Your instructions:
The records below hold a stretch from the line with "async fn test_scheduler_task_closes_auction()" through the line with "Auction Bidding Engine"; return exactly those lines, ends included, and nothing more.

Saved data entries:
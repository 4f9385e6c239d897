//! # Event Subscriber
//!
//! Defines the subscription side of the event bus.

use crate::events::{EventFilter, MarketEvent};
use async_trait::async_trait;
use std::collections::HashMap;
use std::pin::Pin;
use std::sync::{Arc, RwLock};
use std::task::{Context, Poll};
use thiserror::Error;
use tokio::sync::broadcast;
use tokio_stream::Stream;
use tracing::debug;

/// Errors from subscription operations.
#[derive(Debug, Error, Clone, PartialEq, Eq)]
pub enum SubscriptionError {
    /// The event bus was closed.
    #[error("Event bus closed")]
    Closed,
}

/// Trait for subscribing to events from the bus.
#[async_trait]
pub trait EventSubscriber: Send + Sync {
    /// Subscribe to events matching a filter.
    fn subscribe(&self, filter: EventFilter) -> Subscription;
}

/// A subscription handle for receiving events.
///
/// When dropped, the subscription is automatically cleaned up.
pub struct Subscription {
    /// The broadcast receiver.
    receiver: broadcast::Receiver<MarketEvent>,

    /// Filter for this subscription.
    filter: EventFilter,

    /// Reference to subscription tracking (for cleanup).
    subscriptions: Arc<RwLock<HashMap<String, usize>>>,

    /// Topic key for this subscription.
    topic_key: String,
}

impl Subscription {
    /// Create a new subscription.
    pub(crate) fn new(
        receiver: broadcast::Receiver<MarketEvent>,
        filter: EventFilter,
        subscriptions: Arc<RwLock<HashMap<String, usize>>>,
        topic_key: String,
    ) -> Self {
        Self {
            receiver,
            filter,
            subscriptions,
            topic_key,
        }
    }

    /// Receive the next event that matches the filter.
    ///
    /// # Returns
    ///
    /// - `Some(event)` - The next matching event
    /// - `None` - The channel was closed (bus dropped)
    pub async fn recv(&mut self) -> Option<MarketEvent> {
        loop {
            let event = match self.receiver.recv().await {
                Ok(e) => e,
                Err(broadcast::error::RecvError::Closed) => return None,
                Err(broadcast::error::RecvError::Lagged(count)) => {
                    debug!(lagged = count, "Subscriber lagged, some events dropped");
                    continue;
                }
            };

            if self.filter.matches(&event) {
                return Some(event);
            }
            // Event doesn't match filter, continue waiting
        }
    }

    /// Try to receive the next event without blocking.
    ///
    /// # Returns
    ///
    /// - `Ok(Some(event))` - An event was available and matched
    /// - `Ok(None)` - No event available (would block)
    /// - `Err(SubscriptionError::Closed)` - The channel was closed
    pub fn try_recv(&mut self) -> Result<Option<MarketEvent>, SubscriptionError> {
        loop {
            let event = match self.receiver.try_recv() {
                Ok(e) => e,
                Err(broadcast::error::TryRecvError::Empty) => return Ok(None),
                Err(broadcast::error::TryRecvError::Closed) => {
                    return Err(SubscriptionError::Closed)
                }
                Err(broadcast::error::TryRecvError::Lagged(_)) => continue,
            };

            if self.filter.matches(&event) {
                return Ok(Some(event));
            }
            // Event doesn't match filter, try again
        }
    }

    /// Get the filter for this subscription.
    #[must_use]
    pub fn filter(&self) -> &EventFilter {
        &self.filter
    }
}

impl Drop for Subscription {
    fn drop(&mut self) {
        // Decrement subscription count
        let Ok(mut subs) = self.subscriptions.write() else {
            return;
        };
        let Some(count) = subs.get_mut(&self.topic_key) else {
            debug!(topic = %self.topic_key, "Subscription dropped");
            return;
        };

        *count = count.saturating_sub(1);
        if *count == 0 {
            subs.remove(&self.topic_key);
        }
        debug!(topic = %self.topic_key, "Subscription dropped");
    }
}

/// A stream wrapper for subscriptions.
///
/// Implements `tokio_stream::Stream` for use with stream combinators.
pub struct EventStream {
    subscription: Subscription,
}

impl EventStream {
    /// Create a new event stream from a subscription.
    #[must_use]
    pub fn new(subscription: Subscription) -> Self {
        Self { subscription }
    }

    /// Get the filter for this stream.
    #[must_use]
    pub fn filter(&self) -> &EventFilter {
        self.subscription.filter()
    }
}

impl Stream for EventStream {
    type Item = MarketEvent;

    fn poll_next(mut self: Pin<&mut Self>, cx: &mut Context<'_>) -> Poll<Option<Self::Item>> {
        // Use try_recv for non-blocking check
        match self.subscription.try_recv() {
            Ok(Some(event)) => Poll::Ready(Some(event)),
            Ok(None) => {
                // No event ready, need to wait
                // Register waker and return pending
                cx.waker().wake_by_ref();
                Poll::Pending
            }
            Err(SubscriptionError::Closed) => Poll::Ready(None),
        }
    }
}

...

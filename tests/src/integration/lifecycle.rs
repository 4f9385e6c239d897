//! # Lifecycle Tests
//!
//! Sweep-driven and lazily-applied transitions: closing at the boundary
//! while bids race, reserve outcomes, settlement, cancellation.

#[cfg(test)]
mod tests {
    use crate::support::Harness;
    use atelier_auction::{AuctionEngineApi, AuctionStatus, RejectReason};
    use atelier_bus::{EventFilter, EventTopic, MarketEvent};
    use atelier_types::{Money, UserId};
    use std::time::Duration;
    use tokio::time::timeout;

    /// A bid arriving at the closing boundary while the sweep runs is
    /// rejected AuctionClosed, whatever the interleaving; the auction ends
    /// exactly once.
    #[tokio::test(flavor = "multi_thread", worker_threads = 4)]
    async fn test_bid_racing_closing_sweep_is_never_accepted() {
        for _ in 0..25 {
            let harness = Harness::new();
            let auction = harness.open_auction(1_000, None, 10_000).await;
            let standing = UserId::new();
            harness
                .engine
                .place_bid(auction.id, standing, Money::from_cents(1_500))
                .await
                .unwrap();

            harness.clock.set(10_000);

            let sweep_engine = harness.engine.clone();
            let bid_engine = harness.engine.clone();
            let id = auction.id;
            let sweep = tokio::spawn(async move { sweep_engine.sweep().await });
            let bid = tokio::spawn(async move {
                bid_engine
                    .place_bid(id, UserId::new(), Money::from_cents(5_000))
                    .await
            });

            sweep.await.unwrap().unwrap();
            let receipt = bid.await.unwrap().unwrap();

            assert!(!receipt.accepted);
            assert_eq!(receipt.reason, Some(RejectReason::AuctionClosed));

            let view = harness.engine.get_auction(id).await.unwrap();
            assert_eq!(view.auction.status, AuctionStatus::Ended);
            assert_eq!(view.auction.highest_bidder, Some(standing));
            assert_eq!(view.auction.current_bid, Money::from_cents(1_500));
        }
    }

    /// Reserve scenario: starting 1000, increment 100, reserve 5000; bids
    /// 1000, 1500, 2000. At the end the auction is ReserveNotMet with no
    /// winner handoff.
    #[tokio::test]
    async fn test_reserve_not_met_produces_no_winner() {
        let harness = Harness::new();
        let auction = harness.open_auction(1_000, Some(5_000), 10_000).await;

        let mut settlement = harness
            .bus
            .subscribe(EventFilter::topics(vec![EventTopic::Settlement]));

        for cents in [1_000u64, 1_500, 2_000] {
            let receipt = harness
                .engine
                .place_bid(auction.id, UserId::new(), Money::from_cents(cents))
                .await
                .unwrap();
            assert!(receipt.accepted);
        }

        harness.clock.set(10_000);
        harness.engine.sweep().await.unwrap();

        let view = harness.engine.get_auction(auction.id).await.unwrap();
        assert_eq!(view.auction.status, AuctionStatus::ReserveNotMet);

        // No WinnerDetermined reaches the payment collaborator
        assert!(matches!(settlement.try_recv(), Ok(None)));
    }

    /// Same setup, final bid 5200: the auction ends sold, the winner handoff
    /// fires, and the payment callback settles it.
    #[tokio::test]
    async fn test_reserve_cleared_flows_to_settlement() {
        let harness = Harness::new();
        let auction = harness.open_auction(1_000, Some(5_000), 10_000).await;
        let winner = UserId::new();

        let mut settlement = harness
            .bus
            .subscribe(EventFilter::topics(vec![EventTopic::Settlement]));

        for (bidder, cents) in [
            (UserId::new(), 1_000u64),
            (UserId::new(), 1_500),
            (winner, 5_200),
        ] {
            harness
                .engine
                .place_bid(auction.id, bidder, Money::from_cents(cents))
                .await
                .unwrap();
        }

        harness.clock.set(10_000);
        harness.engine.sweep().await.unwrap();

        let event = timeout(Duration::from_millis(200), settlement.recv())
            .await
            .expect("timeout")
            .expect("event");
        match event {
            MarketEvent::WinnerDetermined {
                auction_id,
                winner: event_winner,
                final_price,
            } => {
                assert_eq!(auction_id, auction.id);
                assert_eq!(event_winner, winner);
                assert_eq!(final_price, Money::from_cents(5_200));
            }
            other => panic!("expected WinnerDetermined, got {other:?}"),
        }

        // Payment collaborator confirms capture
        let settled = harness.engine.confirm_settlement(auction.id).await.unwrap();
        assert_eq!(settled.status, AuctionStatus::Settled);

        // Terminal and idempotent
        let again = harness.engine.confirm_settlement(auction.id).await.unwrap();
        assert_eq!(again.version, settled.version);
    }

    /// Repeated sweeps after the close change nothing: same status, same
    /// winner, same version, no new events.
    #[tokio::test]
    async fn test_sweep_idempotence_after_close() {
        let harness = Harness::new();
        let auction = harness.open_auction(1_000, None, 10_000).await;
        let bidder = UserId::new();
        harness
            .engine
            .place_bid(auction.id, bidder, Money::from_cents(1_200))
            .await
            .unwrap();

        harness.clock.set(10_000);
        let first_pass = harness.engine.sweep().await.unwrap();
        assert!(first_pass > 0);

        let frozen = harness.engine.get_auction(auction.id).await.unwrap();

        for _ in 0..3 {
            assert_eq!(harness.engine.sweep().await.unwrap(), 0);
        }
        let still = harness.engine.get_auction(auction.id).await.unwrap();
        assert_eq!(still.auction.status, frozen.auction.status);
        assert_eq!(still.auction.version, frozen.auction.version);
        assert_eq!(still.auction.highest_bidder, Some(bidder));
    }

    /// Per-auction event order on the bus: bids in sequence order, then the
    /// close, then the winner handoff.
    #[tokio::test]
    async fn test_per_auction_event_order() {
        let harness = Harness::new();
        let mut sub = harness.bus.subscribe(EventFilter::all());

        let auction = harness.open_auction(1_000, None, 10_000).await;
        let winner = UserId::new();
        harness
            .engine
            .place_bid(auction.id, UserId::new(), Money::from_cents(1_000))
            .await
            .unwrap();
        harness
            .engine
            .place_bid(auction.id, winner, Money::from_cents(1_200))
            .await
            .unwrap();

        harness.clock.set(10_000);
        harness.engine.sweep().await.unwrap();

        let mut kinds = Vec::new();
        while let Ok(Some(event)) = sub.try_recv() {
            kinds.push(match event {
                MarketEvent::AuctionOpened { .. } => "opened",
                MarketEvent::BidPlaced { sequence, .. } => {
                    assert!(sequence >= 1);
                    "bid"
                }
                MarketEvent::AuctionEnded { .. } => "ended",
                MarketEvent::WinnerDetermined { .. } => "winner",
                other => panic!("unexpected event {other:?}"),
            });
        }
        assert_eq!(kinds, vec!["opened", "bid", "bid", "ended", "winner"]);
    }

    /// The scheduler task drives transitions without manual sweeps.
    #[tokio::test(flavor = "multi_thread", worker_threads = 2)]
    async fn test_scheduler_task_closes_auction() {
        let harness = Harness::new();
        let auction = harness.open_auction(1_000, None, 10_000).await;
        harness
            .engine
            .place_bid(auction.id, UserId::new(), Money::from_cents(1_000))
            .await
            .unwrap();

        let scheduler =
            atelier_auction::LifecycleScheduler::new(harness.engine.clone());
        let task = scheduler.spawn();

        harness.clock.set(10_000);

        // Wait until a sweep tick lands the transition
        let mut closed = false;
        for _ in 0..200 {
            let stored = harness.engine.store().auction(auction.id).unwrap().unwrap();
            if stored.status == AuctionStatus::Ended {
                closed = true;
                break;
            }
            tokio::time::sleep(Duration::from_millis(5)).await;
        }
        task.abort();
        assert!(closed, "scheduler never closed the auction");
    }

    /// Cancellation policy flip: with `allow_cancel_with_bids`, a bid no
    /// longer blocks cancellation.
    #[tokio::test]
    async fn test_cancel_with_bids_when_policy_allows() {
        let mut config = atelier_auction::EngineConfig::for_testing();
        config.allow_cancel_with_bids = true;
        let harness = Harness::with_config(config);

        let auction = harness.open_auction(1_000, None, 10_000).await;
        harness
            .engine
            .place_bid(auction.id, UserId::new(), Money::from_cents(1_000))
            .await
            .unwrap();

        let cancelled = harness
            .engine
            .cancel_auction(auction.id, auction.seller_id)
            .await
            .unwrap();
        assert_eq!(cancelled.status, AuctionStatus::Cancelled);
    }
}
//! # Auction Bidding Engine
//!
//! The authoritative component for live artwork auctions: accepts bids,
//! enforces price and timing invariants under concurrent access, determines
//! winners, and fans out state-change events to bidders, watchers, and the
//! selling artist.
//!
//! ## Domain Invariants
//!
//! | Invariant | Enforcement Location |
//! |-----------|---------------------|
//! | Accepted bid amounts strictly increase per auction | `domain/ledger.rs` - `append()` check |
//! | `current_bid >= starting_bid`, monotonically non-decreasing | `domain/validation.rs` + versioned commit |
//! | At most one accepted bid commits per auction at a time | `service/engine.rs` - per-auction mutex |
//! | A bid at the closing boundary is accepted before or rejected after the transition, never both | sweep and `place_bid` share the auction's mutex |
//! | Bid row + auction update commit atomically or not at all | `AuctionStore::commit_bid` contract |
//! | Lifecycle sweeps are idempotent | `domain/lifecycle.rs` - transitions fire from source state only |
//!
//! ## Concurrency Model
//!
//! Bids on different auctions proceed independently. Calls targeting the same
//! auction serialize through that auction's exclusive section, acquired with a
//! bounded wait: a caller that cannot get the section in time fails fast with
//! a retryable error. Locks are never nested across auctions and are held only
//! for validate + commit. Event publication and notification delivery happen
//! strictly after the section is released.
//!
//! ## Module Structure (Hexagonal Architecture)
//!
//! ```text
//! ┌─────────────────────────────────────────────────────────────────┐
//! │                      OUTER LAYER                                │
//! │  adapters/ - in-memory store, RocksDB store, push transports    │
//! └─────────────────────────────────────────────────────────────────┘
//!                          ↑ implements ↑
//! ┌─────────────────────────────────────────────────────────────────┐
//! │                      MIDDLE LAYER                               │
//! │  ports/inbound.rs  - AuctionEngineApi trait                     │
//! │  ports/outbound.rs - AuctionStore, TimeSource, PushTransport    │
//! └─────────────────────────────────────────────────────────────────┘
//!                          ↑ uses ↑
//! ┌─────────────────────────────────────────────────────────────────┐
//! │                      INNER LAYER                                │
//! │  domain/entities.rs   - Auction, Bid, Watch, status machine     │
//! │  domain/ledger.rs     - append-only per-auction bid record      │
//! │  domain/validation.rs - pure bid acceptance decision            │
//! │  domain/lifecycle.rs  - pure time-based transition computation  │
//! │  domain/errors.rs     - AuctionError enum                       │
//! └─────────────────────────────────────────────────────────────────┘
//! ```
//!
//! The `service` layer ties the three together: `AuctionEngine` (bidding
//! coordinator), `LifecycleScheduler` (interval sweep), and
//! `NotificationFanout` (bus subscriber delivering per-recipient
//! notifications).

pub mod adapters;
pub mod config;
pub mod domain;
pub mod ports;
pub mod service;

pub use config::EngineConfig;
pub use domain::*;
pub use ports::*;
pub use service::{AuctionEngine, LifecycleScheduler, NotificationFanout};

Solution:
    async fn test_scheduler_task_closes_auction() {
        let harness = Harness::new();
        let auction = harness.open_auction(1_000, None, 10_000).await;
        harness
            .engine
            .place_bid(auction.id, UserId::new(), Money::from_cents(1_000))
            .await
            .unwrap();

        let scheduler =
            atelier_auction::LifecycleScheduler::new(harness.engine.clone());
        let task = scheduler.spawn();

        harness.clock.set(10_000);

        // Wait until a sweep tick lands the transition
        let mut closed = false;
        for _ in 0..200 {
            let stored = harness.engine.store().auction(auction.id).unwrap().unwrap();
            if stored.status == AuctionStatus::Ended {
                closed = true;
                break;
            }
            tokio::time::sleep(Duration::from_millis(5)).await;
        }
        task.abort();
        assert!(closed, "scheduler never closed the auction");
    }

    /// Cancellation policy flip: with `allow_cancel_with_bids`, a bid no
    /// longer blocks cancellation.
    #[tokio::test]
    async fn test_cancel_with_bids_when_policy_allows() {
        let mut config = atelier_auction::EngineConfig::for_testing();
        config.allow_cancel_with_bids = true;
        let harness = Harness::with_config(config);

        let auction = harness.open_auction(1_000, None, 10_000).await;
        harness
            .engine
            .place_bid(auction.id, UserId::new(), Money::from_cents(1_000))
            .await
            .unwrap();

        let cancelled = harness
            .engine
            .cancel_auction(auction.id, auction.seller_id)
            .await
            .unwrap();
        assert_eq!(cancelled.status, AuctionStatus::Cancelled);
    }
}
//! # Auction Bidding Engine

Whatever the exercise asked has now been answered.